---------- WORKING DATA

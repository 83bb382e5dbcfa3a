use std::fmt;

/// A predicate over a single code point.
///
/// Implemented for [`CharClass`], `char` and any `Fn(char) -> bool`,
/// so scanners accept whichever is most convenient.
pub trait CharPredicate {
    /// Returns true if `c` belongs to this class.
    fn matches(&self, c: char) -> bool;

    /// Matches if either predicate matches.
    fn or<P>(self, other: P) -> Or<Self, P>
    where
        Self: Sized,
        P: CharPredicate,
    {
        Or(self, other)
    }

    /// Matches if both predicates match.
    fn and<P>(self, other: P) -> And<Self, P>
    where
        Self: Sized,
        P: CharPredicate,
    {
        And(self, other)
    }

    /// Matches if this predicate does not.
    fn not(self) -> Not<Self>
    where
        Self: Sized,
    {
        Not(self)
    }
}

impl<F> CharPredicate for F
where
    F: Fn(char) -> bool,
{
    #[inline]
    fn matches(&self, c: char) -> bool {
        self(c)
    }
}

impl CharPredicate for char {
    #[inline]
    fn matches(&self, c: char) -> bool {
        *self == c
    }
}

/// Union of two [`CharPredicate`]s, see [`CharPredicate::or`].
#[derive(Debug, Clone, Copy)]
pub struct Or<A, B>(A, B);

impl<A: CharPredicate, B: CharPredicate> CharPredicate for Or<A, B> {
    #[inline]
    fn matches(&self, c: char) -> bool {
        self.0.matches(c) || self.1.matches(c)
    }
}

/// Intersection of two [`CharPredicate`]s, see [`CharPredicate::and`].
#[derive(Debug, Clone, Copy)]
pub struct And<A, B>(A, B);

impl<A: CharPredicate, B: CharPredicate> CharPredicate for And<A, B> {
    #[inline]
    fn matches(&self, c: char) -> bool {
        self.0.matches(c) && self.1.matches(c)
    }
}

/// Negation of a [`CharPredicate`], see [`CharPredicate::not`].
#[derive(Debug, Clone, Copy)]
pub struct Not<A>(A);

impl<A: CharPredicate> CharPredicate for Not<A> {
    #[inline]
    fn matches(&self, c: char) -> bool {
        !self.0.matches(c)
    }
}

/// A `const` character class.
///
/// Membership is exact for U+0000 to U+00FF, the range the HTTP grammar
/// is defined over (ASCII plus the `obs-text` octets). Code points above
/// U+00FF are either all in the class or none are: the constructors only
/// add code points up to U+00FF, and [`CharClass::NON_LATIN1`] (or a
/// [`CharClass::negate`]) stands for all of the others at once. Use a
/// closure as [`CharPredicate`] to match individual code points above
/// U+00FF.
///
/// Classes are closed under [`CharClass::union`], [`CharClass::intersection`]
/// and [`CharClass::negate`], with [`CharClass::ANY`] and [`CharClass::NONE`]
/// as identities.
#[derive(Clone, Copy, PartialEq, Eq, Hash)]
pub struct CharClass {
    low: u128,
    high: u128,
    beyond: bool,
}

impl CharClass {
    /// The class that matches nothing.
    pub const NONE: Self = Self {
        low: 0,
        high: 0,
        beyond: false,
    };

    /// The class that matches every code point.
    pub const ANY: Self = Self {
        low: u128::MAX,
        high: u128::MAX,
        beyond: true,
    };

    /// The class of all code points above U+00FF.
    pub const NON_LATIN1: Self = Self {
        low: 0,
        high: 0,
        beyond: true,
    };

    /// A class containing a single code point.
    ///
    /// A code point above U+00FF yields the empty class.
    #[must_use]
    pub const fn char(c: char) -> Self {
        Self::NONE.with(c as u32)
    }

    /// A class containing the code points in `start..=end`,
    /// up to U+00FF.
    #[must_use]
    pub const fn range(start: char, end: char) -> Self {
        let mut class = Self::NONE;
        let mut cp = start as u32;
        let end = end as u32;
        while cp <= end && cp <= 0xFF {
            class = class.with(cp);
            cp += 1;
        }
        class
    }

    /// A class containing each of the given ASCII characters.
    ///
    /// Bytes `0x80` and up stand for the code points U+0080 to U+00FF.
    #[must_use]
    pub const fn set(chars: &[u8]) -> Self {
        let mut class = Self::NONE;
        let mut i = 0;
        while i < chars.len() {
            class = class.with(chars[i] as u32);
            i += 1;
        }
        class
    }

    /// Code points in either class.
    #[must_use]
    pub const fn union(self, other: Self) -> Self {
        Self {
            low: self.low | other.low,
            high: self.high | other.high,
            beyond: self.beyond || other.beyond,
        }
    }

    /// Code points in both classes.
    #[must_use]
    pub const fn intersection(self, other: Self) -> Self {
        Self {
            low: self.low & other.low,
            high: self.high & other.high,
            beyond: self.beyond && other.beyond,
        }
    }

    /// Code points not in this class.
    #[must_use]
    pub const fn negate(self) -> Self {
        Self {
            low: !self.low,
            high: !self.high,
            beyond: !self.beyond,
        }
    }

    /// Returns true if `c` belongs to this class.
    #[must_use]
    pub const fn contains(self, c: char) -> bool {
        let cp = c as u32;
        if cp < 0x80 {
            self.low & (1 << cp) != 0
        } else if cp <= 0xFF {
            self.high & (1 << (cp - 0x80)) != 0
        } else {
            self.beyond
        }
    }

    const fn with(mut self, cp: u32) -> Self {
        if cp < 0x80 {
            self.low |= 1 << cp;
        } else if cp <= 0xFF {
            self.high |= 1 << (cp - 0x80);
        }
        self
    }
}

impl CharPredicate for CharClass {
    #[inline]
    fn matches(&self, c: char) -> bool {
        self.contains(c)
    }
}

impl fmt::Debug for CharClass {
    fn fmt(&self, f: &mut fmt::Formatter<'_>) -> fmt::Result {
        let mut set = f.debug_set();
        for cp in 0u8..=0xFF {
            let c = char::from(cp);
            if self.contains(c) {
                set.entry(&c);
            }
        }
        if self.beyond {
            set.entry(&"U+0100..");
        }
        set.finish()
    }
}

/// `DIGIT = %x30-39`
pub const DIGIT: CharClass = CharClass::range('0', '9');

/// `HEXDIG = DIGIT / "A"-"F"`, both cases.
pub const HEXDIG: CharClass = DIGIT
    .union(CharClass::range('a', 'f'))
    .union(CharClass::range('A', 'F'));

/// `ALPHA = %x41-5A / %x61-7A`
pub const ALPHA: CharClass = CharClass::range('a', 'z').union(CharClass::range('A', 'Z'));

/// `ALPHA / DIGIT`
pub const ALPHANUM: CharClass = ALPHA.union(DIGIT);

/// `SP / HTAB`
pub const WSP: CharClass = CharClass::set(b" \t");

/// `VCHAR = %x21-7E`
pub const VCHAR: CharClass = CharClass::range('!', '~');

/// `obs-text = %x80-FF`
pub const OBS_TEXT: CharClass = CharClass::range('\u{80}', '\u{FF}');

/// `tchar`: the characters of an HTTP token.
pub const TCHAR: CharClass = ALPHANUM.union(CharClass::set(b"!#$%&'*+-.^_`|~"));

/// `qdtext = HTAB / SP / %x21 / %x23-5B / %x5D-7E / obs-text`
pub const QDTEXT: CharClass = WSP
    .union(CharClass::char('!'))
    .union(CharClass::range('#', '['))
    .union(CharClass::range(']', '~'))
    .union(OBS_TEXT);

/// The characters allowed after a `\` in a quoted-pair:
/// `HTAB / SP / VCHAR / obs-text`.
pub const QUOTED_PAIR: CharClass = WSP.union(VCHAR).union(OBS_TEXT);

/// `ctext = HTAB / SP / %x21-27 / %x2A-5B / %x5D-7E / obs-text`
pub const CTEXT: CharClass = WSP
    .union(CharClass::range('!', '\''))
    .union(CharClass::range('*', '['))
    .union(CharClass::range(']', '~'))
    .union(OBS_TEXT);

/// `token68` characters, without the trailing `=` padding:
/// `ALPHA / DIGIT / "-" / "." / "_" / "~" / "+" / "/"`
pub const TOKEN68: CharClass = ALPHANUM.union(CharClass::set(b"-._~+/"));

/// `etagc = %x21 / %x23-7E / obs-text`
pub const ETAGC: CharClass = CharClass::char('!')
    .union(CharClass::range('#', '~'))
    .union(OBS_TEXT);

#[cfg(test)]
mod tests {
    use super::*;

    #[test]
    fn test_identities() {
        for c in ['a', '\0', '\u{FF}', '€', '\u{10FFFF}'] {
            assert!(CharClass::ANY.contains(c));
            assert!(!CharClass::NONE.contains(c));
            assert_eq!(TCHAR.union(CharClass::NONE).contains(c), TCHAR.contains(c));
            assert_eq!(
                TCHAR.intersection(CharClass::ANY).contains(c),
                TCHAR.contains(c)
            );
        }
        assert_eq!(CharClass::NONE.negate(), CharClass::ANY);
        assert_eq!(CharClass::ANY.negate(), CharClass::NONE);
    }

    #[test]
    fn test_tchar() {
        for c in "abcXYZ019!#$%&'*+-.^_`|~".chars() {
            assert!(TCHAR.contains(c), "{c:?} should be a tchar");
        }
        for c in " \t\"(),/:;<=>?@[\\]{}\u{7F}é€".chars() {
            assert!(!TCHAR.contains(c), "{c:?} should not be a tchar");
        }
    }

    #[test]
    fn test_qdtext_and_quoted_pair() {
        assert!(!QDTEXT.contains('"'));
        assert!(!QDTEXT.contains('\\'));
        assert!(QDTEXT.contains(' '));
        assert!(QDTEXT.contains('é'));
        assert!(!QDTEXT.contains('€'));
        assert!(QUOTED_PAIR.contains('"'));
        assert!(QUOTED_PAIR.contains('\\'));
        assert!(!QUOTED_PAIR.contains('\n'));
    }

    #[test]
    fn test_ctext() {
        assert!(!CTEXT.contains('('));
        assert!(!CTEXT.contains(')'));
        assert!(!CTEXT.contains('\\'));
        assert!(CTEXT.contains('"'));
        assert!(CTEXT.contains(' '));
    }

    #[test]
    fn test_constructors_stop_at_latin1() {
        assert_eq!(CharClass::char('€'), CharClass::NONE);

        let class = CharClass::range('a', '\u{200}');
        assert!(class.contains('a'));
        assert!(class.contains('\u{FF}'));
        assert!(!class.contains('\u{100}'));
        assert!(!class.contains('\u{5000}'));

        assert!(CharClass::NON_LATIN1.contains('\u{100}'));
        assert!(CharClass::NON_LATIN1.contains('😀'));
        assert!(!CharClass::NON_LATIN1.contains('\u{FF}'));
        assert_eq!(CharClass::range('\0', '\u{FF}').negate(), CharClass::NON_LATIN1);

        assert!(!VCHAR.negate().contains('a'));
        assert!(VCHAR.negate().contains('€'));
    }

    #[test]
    fn test_predicate_adapters() {
        let p = DIGIT.or('.');
        assert!(p.matches('7'));
        assert!(p.matches('.'));
        assert!(!p.matches('a'));

        let p = TCHAR.and(|c: char| c != '*');
        assert!(p.matches('a'));
        assert!(!p.matches('*'));

        let p = WSP.not();
        assert!(p.matches('x'));
        assert!(!p.matches('\t'));
    }
}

--------------------

DESCRIPTION OF THE TASK
In the entries above, identify each line that includes the string "DIGIT", then copy it.

TASK RESULT
/// `DIGIT = %x30-39`
pub const DIGIT: CharClass = CharClass::range('0', '9');
/// `HEXDIG = DIGIT / "A"-"F"`, both cases.
pub const HEXDIG: CharClass = DIGIT
/// `ALPHA / DIGIT`
pub const ALPHANUM: CharClass = ALPHA.union(DIGIT);
/// `ALPHA / DIGIT / "-" / "." / "_" / "~" / "+" / "/"`
        let p = DIGIT.or('.');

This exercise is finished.